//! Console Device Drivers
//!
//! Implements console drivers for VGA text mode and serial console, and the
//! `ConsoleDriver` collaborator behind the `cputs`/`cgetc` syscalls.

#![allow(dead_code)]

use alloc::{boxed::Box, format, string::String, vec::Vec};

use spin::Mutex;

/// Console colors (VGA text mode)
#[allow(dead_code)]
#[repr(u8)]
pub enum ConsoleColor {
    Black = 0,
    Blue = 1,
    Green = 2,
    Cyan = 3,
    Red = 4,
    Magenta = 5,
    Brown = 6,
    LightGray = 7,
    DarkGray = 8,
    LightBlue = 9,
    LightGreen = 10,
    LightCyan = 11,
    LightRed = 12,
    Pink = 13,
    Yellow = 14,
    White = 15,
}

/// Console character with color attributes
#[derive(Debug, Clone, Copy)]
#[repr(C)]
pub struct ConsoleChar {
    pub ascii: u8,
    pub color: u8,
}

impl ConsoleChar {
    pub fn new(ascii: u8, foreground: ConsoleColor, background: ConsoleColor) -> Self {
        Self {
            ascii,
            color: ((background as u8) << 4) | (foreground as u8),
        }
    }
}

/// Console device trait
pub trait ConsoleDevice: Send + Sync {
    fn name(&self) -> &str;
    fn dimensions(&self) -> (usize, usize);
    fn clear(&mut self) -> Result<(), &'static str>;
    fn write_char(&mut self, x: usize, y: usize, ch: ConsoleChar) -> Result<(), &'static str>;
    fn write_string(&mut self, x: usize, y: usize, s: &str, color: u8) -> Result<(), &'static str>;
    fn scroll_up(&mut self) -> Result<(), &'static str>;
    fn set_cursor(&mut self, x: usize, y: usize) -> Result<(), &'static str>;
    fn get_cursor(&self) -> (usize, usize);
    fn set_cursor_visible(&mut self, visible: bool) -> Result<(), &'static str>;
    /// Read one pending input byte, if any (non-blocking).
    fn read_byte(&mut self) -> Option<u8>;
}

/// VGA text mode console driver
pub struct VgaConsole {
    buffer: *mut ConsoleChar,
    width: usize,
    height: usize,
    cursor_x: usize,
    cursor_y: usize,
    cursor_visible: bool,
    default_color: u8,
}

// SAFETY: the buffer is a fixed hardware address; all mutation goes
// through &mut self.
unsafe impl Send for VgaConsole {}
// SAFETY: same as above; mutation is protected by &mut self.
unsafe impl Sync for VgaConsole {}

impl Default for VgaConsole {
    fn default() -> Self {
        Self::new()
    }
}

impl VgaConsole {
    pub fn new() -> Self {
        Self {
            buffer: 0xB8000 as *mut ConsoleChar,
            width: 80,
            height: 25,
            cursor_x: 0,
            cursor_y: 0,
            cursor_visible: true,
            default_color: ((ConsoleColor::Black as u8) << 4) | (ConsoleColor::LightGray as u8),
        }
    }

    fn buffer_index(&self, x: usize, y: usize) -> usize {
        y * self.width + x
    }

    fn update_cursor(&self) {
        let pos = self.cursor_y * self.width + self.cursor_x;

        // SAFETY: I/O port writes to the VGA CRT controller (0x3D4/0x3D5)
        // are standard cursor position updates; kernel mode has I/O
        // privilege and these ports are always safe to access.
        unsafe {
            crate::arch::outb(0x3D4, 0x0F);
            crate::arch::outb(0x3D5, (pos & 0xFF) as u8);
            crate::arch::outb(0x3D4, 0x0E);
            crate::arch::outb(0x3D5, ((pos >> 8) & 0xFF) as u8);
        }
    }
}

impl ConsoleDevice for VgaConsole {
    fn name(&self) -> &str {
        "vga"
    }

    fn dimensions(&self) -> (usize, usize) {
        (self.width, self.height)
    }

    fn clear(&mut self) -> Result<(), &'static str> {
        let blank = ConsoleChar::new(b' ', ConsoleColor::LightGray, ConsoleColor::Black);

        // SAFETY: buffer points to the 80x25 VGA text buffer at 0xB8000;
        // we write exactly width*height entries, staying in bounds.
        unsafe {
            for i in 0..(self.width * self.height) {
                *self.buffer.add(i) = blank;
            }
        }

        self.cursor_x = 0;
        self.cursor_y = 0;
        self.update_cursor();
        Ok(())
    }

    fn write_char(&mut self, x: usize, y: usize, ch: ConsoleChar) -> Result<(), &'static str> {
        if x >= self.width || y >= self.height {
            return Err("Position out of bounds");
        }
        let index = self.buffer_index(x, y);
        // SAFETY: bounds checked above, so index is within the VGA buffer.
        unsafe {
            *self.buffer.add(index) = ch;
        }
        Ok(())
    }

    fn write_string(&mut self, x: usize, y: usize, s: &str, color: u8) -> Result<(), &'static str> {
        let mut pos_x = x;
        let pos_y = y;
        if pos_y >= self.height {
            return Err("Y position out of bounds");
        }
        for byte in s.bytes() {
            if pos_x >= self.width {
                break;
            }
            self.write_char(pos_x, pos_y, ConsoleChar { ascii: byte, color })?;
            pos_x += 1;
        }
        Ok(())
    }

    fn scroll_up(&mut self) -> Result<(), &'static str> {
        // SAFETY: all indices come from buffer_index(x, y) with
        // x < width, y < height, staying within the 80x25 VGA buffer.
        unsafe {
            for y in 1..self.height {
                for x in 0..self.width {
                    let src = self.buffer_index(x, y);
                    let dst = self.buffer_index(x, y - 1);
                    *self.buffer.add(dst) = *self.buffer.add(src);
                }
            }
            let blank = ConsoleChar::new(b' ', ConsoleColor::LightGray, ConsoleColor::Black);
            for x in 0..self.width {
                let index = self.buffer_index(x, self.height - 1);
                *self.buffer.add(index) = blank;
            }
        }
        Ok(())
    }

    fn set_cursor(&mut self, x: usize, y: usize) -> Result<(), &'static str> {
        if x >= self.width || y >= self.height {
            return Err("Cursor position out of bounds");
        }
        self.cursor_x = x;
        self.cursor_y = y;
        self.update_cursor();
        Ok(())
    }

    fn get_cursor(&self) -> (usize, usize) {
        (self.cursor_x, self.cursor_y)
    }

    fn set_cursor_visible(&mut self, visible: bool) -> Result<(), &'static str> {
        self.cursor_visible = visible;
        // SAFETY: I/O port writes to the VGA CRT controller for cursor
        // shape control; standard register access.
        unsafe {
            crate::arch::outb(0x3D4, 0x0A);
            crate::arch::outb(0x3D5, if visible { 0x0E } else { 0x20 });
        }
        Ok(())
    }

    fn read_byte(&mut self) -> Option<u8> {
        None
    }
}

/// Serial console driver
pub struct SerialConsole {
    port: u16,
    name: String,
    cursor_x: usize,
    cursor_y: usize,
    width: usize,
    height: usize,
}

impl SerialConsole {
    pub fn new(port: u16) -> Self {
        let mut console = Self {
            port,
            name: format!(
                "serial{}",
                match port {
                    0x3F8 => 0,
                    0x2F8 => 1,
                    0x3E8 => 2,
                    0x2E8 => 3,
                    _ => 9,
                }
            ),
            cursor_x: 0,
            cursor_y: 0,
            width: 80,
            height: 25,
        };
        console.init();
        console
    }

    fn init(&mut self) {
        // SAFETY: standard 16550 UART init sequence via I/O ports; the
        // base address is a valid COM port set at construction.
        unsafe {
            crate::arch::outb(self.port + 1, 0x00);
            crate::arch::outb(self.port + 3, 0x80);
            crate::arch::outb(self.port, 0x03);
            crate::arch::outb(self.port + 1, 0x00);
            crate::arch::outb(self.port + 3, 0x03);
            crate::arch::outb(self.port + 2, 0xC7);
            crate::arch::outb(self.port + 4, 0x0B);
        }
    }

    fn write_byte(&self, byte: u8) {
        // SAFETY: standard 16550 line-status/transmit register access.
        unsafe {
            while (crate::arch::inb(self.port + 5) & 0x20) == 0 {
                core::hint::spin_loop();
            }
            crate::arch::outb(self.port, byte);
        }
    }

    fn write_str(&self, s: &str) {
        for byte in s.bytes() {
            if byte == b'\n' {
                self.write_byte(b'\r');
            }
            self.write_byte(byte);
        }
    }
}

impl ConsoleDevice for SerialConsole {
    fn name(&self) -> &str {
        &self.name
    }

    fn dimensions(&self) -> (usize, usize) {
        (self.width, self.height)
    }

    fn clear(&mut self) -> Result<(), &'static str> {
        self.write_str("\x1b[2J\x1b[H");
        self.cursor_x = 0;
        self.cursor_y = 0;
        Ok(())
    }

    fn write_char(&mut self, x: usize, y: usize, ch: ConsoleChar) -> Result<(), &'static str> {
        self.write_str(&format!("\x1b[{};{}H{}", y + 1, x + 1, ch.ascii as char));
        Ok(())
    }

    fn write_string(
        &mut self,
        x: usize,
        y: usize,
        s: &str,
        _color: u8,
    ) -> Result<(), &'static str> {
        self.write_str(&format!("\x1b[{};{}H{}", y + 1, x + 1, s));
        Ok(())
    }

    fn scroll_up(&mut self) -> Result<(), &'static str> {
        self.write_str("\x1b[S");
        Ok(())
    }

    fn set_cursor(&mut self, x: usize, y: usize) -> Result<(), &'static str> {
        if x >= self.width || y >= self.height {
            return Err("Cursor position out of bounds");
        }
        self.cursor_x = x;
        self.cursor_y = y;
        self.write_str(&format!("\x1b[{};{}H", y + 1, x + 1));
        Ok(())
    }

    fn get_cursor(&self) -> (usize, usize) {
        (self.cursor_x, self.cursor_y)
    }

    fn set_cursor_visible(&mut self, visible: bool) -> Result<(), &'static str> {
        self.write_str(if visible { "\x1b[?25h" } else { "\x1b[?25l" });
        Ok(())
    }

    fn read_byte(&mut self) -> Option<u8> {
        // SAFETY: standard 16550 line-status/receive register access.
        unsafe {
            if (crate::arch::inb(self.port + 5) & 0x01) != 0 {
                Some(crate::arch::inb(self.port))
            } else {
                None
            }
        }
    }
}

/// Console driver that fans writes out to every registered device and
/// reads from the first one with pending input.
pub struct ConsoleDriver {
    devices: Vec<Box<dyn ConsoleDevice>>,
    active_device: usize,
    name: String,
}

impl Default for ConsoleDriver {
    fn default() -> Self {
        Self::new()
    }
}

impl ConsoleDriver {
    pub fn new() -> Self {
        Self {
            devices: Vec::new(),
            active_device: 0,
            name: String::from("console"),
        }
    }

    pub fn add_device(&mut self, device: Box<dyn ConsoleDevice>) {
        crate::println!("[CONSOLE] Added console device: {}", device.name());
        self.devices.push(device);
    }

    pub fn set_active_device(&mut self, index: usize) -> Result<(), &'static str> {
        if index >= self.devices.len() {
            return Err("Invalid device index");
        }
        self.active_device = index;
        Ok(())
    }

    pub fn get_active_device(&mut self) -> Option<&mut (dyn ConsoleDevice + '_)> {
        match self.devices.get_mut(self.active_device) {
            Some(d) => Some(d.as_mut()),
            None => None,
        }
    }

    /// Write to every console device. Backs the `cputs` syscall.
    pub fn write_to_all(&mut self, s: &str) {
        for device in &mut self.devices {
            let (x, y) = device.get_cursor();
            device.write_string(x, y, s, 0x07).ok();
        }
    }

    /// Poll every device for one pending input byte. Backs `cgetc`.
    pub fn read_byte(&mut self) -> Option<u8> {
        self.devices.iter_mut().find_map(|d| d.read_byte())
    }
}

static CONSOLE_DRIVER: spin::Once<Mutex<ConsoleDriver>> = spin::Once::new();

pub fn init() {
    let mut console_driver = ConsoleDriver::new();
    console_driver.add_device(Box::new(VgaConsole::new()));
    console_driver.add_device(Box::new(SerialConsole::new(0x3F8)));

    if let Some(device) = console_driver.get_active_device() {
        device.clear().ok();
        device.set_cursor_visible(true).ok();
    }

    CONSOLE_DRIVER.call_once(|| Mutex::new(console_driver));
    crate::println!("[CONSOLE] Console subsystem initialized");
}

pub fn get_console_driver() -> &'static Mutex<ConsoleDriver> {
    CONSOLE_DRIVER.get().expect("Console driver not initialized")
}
---
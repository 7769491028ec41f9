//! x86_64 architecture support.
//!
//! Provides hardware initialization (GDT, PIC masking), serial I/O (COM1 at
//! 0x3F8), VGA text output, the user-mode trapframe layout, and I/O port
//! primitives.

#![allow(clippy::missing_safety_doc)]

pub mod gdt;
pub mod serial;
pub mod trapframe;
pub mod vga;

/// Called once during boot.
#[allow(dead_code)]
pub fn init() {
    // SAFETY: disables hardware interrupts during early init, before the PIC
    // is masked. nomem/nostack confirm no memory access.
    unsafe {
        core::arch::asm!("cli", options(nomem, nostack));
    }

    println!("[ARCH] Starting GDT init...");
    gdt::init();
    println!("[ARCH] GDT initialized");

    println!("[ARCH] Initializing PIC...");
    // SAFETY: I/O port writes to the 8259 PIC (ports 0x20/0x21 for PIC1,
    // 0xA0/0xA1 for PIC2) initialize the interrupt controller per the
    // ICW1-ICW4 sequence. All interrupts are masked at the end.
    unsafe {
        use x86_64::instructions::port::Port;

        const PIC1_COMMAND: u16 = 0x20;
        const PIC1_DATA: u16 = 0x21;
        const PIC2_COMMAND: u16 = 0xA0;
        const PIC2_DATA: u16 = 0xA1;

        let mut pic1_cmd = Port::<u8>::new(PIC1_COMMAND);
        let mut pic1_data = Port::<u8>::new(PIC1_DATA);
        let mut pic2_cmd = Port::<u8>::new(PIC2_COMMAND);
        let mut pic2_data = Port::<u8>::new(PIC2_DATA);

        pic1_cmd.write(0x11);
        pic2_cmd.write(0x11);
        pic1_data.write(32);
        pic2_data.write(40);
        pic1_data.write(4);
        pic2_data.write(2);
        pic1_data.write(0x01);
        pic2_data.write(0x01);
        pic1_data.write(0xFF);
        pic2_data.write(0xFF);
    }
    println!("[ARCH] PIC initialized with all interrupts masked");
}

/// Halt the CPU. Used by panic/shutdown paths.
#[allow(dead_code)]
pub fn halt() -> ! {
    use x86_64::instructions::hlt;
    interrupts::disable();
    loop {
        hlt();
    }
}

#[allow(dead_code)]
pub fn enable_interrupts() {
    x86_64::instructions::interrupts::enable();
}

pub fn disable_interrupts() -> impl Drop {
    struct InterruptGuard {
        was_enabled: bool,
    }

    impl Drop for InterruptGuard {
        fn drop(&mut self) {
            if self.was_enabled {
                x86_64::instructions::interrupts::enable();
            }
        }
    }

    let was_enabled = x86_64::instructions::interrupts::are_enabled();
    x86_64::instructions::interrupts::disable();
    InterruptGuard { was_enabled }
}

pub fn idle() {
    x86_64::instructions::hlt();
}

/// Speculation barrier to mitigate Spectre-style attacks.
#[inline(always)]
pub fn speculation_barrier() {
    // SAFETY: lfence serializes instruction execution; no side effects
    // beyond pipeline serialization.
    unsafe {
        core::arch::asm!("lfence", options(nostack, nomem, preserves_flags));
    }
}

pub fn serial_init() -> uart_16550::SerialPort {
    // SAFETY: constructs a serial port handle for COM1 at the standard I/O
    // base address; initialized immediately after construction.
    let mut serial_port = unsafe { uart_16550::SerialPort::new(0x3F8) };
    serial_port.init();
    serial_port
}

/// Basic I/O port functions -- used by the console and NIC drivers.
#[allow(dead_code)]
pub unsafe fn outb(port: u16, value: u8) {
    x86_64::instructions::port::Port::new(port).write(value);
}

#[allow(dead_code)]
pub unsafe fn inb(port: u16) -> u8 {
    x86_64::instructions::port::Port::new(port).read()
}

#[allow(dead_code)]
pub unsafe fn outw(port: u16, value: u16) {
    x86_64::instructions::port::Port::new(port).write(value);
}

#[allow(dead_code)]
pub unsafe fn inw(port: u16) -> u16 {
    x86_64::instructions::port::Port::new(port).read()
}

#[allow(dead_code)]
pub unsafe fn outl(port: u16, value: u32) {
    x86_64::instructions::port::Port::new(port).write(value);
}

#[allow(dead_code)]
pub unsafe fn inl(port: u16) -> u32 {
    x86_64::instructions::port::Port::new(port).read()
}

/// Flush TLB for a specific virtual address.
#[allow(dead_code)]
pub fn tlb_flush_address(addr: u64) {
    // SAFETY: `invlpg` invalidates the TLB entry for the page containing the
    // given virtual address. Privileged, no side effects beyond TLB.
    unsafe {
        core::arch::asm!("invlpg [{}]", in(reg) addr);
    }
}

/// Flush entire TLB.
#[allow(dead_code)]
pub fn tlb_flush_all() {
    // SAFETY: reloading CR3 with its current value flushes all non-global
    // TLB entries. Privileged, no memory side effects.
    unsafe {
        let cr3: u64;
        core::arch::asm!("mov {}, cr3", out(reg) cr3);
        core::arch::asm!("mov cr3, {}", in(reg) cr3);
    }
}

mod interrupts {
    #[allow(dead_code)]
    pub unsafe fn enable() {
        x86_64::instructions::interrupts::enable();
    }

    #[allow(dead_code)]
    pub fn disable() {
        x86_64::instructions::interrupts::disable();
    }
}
--
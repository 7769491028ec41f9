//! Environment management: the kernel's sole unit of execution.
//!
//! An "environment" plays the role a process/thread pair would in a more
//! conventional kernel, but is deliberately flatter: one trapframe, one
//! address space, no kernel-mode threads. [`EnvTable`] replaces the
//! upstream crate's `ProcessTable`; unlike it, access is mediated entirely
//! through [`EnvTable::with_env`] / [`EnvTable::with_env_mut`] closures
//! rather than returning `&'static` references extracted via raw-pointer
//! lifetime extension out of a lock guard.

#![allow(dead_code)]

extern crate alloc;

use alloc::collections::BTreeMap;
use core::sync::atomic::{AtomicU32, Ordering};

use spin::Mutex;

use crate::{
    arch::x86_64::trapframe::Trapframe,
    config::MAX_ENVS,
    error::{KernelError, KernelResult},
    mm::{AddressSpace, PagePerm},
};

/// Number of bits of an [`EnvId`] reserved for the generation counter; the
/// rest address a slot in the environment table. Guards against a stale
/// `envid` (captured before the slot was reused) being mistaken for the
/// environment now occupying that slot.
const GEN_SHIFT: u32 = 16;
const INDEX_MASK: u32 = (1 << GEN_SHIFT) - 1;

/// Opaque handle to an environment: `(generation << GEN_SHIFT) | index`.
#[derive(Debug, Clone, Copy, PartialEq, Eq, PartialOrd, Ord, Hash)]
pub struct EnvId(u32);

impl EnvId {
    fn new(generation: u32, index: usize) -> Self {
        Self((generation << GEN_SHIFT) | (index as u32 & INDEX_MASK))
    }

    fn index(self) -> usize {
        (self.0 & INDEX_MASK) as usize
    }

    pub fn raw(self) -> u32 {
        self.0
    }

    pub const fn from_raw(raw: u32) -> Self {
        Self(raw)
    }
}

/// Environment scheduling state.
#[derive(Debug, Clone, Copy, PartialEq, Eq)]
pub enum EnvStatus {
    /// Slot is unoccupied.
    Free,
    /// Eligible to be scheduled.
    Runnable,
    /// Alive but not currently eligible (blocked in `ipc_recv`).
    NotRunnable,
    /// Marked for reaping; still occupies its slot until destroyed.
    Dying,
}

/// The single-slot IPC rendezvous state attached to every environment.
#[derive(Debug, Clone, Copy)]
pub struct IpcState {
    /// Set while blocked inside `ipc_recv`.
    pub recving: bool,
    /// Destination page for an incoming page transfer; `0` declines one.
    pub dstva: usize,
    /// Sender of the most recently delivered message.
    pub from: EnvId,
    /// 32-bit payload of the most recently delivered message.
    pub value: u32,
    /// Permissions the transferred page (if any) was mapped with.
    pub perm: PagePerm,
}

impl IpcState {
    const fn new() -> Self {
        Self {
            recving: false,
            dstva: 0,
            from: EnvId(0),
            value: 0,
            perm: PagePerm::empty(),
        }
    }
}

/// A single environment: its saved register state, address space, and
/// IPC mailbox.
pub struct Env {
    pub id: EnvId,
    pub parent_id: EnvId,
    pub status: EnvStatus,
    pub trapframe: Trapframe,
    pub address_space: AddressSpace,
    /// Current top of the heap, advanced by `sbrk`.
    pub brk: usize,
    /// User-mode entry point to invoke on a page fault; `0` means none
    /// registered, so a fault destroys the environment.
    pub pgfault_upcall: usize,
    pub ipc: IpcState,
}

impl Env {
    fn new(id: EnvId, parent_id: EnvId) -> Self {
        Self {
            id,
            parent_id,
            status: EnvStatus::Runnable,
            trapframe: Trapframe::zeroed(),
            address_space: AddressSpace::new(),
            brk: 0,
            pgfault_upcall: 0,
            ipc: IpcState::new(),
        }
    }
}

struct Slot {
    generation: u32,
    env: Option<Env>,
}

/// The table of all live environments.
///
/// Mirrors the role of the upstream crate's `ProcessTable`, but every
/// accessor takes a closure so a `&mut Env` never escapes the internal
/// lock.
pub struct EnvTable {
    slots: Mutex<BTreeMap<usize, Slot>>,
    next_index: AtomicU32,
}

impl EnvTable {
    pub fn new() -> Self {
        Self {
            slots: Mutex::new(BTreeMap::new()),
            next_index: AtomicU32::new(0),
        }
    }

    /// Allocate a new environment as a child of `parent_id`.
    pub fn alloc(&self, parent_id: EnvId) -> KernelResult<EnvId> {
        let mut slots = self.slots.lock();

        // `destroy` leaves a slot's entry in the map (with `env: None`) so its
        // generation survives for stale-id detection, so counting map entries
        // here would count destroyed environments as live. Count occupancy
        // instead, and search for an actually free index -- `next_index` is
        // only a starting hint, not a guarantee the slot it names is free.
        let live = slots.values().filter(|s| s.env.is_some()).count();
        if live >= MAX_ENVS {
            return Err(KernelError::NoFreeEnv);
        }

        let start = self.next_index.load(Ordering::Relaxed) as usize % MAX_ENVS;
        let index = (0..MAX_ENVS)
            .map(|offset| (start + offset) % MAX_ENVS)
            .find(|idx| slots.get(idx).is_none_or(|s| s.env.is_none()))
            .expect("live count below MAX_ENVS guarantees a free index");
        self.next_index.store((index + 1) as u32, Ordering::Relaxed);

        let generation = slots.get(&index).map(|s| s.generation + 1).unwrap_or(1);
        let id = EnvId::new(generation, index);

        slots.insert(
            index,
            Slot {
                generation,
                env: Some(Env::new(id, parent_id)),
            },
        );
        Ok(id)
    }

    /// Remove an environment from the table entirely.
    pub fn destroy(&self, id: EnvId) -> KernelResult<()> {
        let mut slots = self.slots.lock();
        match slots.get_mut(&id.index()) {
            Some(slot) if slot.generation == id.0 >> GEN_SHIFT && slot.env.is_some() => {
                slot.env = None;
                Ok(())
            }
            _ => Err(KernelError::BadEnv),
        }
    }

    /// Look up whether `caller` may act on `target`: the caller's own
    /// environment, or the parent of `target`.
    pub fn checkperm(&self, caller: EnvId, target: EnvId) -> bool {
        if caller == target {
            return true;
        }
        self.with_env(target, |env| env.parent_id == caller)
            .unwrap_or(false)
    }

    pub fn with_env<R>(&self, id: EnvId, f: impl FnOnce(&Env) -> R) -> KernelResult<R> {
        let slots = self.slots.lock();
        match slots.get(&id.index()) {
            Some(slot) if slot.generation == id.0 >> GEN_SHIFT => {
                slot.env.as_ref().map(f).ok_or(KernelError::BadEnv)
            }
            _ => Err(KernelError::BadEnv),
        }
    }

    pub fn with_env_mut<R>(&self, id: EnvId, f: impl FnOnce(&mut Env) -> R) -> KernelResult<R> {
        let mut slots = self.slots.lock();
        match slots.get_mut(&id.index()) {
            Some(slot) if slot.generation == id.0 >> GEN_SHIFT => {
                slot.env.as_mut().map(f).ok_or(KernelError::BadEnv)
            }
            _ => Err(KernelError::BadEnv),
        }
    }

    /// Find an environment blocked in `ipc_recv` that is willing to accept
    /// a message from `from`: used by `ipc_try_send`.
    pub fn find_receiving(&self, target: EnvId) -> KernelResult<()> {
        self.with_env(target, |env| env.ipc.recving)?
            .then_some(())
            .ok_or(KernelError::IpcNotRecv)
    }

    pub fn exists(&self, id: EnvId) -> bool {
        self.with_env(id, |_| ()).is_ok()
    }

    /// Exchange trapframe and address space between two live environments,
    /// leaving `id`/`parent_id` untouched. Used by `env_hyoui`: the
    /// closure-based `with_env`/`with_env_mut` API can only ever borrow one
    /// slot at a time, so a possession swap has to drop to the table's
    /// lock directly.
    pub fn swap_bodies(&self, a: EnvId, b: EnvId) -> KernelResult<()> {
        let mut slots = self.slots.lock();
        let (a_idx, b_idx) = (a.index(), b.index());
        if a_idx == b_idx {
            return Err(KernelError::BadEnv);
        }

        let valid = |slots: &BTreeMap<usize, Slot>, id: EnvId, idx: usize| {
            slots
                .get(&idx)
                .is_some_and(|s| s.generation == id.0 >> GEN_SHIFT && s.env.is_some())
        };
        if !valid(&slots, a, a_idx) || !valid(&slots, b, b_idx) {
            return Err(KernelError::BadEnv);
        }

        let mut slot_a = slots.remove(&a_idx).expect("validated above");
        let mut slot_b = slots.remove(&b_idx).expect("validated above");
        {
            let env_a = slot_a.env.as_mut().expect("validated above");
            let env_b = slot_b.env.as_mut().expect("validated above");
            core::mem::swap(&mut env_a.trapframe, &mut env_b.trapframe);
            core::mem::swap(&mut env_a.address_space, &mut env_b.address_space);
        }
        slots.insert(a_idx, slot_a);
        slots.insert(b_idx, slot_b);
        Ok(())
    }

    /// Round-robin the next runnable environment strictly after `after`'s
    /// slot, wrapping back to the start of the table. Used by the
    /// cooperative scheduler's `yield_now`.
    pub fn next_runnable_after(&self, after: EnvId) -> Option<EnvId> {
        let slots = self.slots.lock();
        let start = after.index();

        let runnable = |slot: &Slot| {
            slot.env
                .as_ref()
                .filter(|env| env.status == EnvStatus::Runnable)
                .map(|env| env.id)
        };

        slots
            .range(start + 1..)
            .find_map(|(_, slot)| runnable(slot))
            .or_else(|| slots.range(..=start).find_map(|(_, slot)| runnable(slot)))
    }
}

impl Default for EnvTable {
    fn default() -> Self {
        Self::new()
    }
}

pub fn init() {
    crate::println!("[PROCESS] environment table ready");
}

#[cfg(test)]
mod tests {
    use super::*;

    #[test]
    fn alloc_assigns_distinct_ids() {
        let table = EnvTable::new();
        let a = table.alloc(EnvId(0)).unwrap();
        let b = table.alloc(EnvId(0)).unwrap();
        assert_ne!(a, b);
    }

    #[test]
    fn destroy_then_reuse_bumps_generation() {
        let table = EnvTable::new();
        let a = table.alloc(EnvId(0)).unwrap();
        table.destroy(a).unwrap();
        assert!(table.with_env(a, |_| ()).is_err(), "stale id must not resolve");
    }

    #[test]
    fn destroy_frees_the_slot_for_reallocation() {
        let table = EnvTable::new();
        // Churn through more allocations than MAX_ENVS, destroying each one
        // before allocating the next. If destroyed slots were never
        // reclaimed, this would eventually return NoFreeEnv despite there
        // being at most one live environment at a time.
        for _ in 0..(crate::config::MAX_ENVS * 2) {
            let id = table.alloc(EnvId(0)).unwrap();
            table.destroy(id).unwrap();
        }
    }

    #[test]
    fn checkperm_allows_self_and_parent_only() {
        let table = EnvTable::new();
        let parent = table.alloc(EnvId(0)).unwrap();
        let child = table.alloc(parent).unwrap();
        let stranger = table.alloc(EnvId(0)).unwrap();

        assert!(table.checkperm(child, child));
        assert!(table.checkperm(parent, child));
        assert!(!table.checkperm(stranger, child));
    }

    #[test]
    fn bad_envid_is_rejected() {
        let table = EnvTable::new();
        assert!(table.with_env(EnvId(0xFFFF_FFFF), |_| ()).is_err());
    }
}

§ AIM OF THE TASK
Everything starting at the line containing "Console Device Drivers" and ending at the line containing "fn get_cursor(&self) -> (usize, usize);" in the records above should be repeated exactly, and only that.

§ TASK OUTPUT
//! Console Device Drivers
//!
//! Implements console drivers for VGA text mode and serial console, and the
//! `ConsoleDriver` collaborator behind the `cputs`/`cgetc` syscalls.

#![allow(dead_code)]

use alloc::{boxed::Box, format, string::String, vec::Vec};

use spin::Mutex;

/// Console colors (VGA text mode)
#[allow(dead_code)]
#[repr(u8)]
pub enum ConsoleColor {
    Black = 0,
    Blue = 1,
    Green = 2,
    Cyan = 3,
    Red = 4,
    Magenta = 5,
    Brown = 6,
    LightGray = 7,
    DarkGray = 8,
    LightBlue = 9,
    LightGreen = 10,
    LightCyan = 11,
    LightRed = 12,
    Pink = 13,
    Yellow = 14,
    White = 15,
}

/// Console character with color attributes
#[derive(Debug, Clone, Copy)]
#[repr(C)]
pub struct ConsoleChar {
    pub ascii: u8,
    pub color: u8,
}

impl ConsoleChar {
    pub fn new(ascii: u8, foreground: ConsoleColor, background: ConsoleColor) -> Self {
        Self {
            ascii,
            color: ((background as u8) << 4) | (foreground as u8),
        }
    }
}

/// Console device trait
pub trait ConsoleDevice: Send + Sync {
    fn name(&self) -> &str;
    fn dimensions(&self) -> (usize, usize);
    fn clear(&mut self) -> Result<(), &'static str>;
    fn write_char(&mut self, x: usize, y: usize, ch: ConsoleChar) -> Result<(), &'static str>;
    fn write_string(&mut self, x: usize, y: usize, s: &str, color: u8) -> Result<(), &'static str>;
    fn scroll_up(&mut self) -> Result<(), &'static str>;
    fn set_cursor(&mut self, x: usize, y: usize) -> Result<(), &'static str>;
    fn get_cursor(&self) -> (usize, usize);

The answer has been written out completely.